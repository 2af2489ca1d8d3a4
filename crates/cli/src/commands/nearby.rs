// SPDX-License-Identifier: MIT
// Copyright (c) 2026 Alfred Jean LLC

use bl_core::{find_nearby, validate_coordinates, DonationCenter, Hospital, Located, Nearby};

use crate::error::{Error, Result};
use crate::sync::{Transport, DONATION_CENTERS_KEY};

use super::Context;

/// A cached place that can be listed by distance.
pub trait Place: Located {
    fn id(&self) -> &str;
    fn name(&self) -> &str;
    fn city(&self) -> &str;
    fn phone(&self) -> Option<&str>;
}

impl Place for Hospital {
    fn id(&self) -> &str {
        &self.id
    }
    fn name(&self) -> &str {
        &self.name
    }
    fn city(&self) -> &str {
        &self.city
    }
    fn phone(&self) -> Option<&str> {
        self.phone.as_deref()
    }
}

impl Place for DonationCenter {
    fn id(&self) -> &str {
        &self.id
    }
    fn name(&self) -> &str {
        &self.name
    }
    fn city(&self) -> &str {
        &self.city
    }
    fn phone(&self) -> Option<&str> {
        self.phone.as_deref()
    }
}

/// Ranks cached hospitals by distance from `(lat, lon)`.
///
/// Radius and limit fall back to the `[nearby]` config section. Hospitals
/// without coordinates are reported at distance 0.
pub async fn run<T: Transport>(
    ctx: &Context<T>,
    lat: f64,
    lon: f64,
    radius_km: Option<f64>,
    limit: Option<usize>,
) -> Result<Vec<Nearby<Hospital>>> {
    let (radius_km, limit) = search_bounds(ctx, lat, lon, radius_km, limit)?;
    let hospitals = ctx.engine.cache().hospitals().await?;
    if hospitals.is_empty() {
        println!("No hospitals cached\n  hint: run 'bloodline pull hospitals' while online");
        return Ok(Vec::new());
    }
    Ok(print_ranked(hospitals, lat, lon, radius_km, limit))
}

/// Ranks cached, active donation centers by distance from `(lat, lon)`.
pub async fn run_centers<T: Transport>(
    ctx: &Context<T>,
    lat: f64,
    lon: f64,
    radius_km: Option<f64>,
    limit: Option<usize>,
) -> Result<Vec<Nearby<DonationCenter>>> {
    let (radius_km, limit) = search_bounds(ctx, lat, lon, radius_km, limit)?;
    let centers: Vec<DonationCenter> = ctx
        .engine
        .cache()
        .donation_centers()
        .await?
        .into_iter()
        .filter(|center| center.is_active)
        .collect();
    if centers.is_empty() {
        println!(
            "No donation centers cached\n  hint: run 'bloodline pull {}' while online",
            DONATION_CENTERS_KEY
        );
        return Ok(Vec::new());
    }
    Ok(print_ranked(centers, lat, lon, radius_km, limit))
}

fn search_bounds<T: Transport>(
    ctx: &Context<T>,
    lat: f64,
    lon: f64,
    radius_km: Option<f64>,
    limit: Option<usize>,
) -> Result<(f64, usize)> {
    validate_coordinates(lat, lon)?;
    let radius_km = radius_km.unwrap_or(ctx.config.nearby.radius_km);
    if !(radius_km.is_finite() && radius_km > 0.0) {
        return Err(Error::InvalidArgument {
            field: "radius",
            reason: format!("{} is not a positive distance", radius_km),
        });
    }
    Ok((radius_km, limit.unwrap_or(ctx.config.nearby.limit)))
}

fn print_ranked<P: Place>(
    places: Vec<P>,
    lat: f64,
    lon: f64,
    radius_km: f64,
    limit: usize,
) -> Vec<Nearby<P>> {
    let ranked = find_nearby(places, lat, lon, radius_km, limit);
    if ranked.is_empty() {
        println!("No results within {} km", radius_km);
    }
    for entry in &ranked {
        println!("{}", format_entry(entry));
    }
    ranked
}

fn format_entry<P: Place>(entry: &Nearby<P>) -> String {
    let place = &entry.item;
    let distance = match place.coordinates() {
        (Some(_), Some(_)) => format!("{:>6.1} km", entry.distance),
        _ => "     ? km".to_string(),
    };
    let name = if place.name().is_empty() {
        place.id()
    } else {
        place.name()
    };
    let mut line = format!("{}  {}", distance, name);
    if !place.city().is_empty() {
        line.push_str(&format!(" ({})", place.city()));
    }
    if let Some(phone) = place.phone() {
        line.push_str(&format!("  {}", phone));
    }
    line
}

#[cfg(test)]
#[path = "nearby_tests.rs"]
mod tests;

## YOUR INSTRUCTIONS
Each record shown above is to be given again exactly.

## EXERCISE RESULT
repository 2af2489ca1d8d3a4
filename crates/cli/src/commands/nearby.rs
// SPDX-License-Identifier: MIT
// Copyright (c) 2026 Alfred Jean LLC

use bl_core::{find_nearby, validate_coordinates, DonationCenter, Hospital, Located, Nearby};

use crate::error::{Error, Result};
use crate::sync::{Transport, DONATION_CENTERS_KEY};

use super::Context;

/// A cached place that can be listed by distance.
pub trait Place: Located {
    fn id(&self) -> &str;
    fn name(&self) -> &str;
    fn city(&self) -> &str;
    fn phone(&self) -> Option<&str>;
}

impl Place for Hospital {
    fn id(&self) -> &str {
        &self.id
    }
    fn name(&self) -> &str {
        &self.name
    }
    fn city(&self) -> &str {
        &self.city
    }
    fn phone(&self) -> Option<&str> {
        self.phone.as_deref()
    }
}

impl Place for DonationCenter {
    fn id(&self) -> &str {
        &self.id
    }
    fn name(&self) -> &str {
        &self.name
    }
    fn city(&self) -> &str {
        &self.city
    }
    fn phone(&self) -> Option<&str> {
        self.phone.as_deref()
    }
}

/// Ranks cached hospitals by distance from `(lat, lon)`.
///
/// Radius and limit fall back to the `[nearby]` config section. Hospitals
/// without coordinates are reported at distance 0.
pub async fn run<T: Transport>(
    ctx: &Context<T>,
    lat: f64,
    lon: f64,
    radius_km: Option<f64>,
    limit: Option<usize>,
) -> Result<Vec<Nearby<Hospital>>> {
    let (radius_km, limit) = search_bounds(ctx, lat, lon, radius_km, limit)?;
    let hospitals = ctx.engine.cache().hospitals().await?;
    if hospitals.is_empty() {
        println!("No hospitals cached\n  hint: run 'bloodline pull hospitals' while online");
        return Ok(Vec::new());
    }
    Ok(print_ranked(hospitals, lat, lon, radius_km, limit))
}

/// Ranks cached, active donation centers by distance from `(lat, lon)`.
pub async fn run_centers<T: Transport>(
    ctx: &Context<T>,
    lat: f64,
    lon: f64,
    radius_km: Option<f64>,
    limit: Option<usize>,
) -> Result<Vec<Nearby<DonationCenter>>> {
    let (radius_km, limit) = search_bounds(ctx, lat, lon, radius_km, limit)?;
    let centers: Vec<DonationCenter> = ctx
        .engine
        .cache()
        .donation_centers()
        .await?
        .into_iter()
        .filter(|center| center.is_active)
        .collect();
    if centers.is_empty() {
        println!(
            "No donation centers cached\n  hint: run 'bloodline pull {}' while online",
            DONATION_CENTERS_KEY
        );
        return Ok(Vec::new());
    }
    Ok(print_ranked(centers, lat, lon, radius_km, limit))
}

fn search_bounds<T: Transport>(
    ctx: &Context<T>,
    lat: f64,
    lon: f64,
    radius_km: Option<f64>,
    limit: Option<usize>,
) -> Result<(f64, usize)> {
    validate_coordinates(lat, lon)?;
    let radius_km = radius_km.unwrap_or(ctx.config.nearby.radius_km);
    if !(radius_km.is_finite() && radius_km > 0.0) {
        return Err(Error::InvalidArgument {
            field: "radius",
            reason: format!("{} is not a positive distance", radius_km),
        });
    }
    Ok((radius_km, limit.unwrap_or(ctx.config.nearby.limit)))
}

fn print_ranked<P: Place>(
    places: Vec<P>,
    lat: f64,
    lon: f64,
    radius_km: f64,
    limit: usize,
) -> Vec<Nearby<P>> {
    let ranked = find_nearby(places, lat, lon, radius_km, limit);
    if ranked.is_empty() {
        println!("No results within {} km", radius_km);
    }
    for entry in &ranked {
        println!("{}", format_entry(entry));
    }
    ranked
}

fn format_entry<P: Place>(entry: &Nearby<P>) -> String {
    let place = &entry.item;
    let distance = match place.coordinates() {
        (Some(_), Some(_)) => format!("{:>6.1} km", entry.distance),
        _ => "     ? km".to_string(),
    };
    let name = if place.name().is_empty() {
        place.id()
    } else {
        place.name()
    };
    let mut line = format!("{}  {}", distance, name);
    if !place.city().is_empty() {
        line.push_str(&format!(" ({})", place.city()));
    }
    if let Some(phone) = place.phone() {
        line.push_str(&format!("  {}", phone));
    }
    line
}

#[cfg(test)]
#[path = "nearby_tests.rs"]
mod tests;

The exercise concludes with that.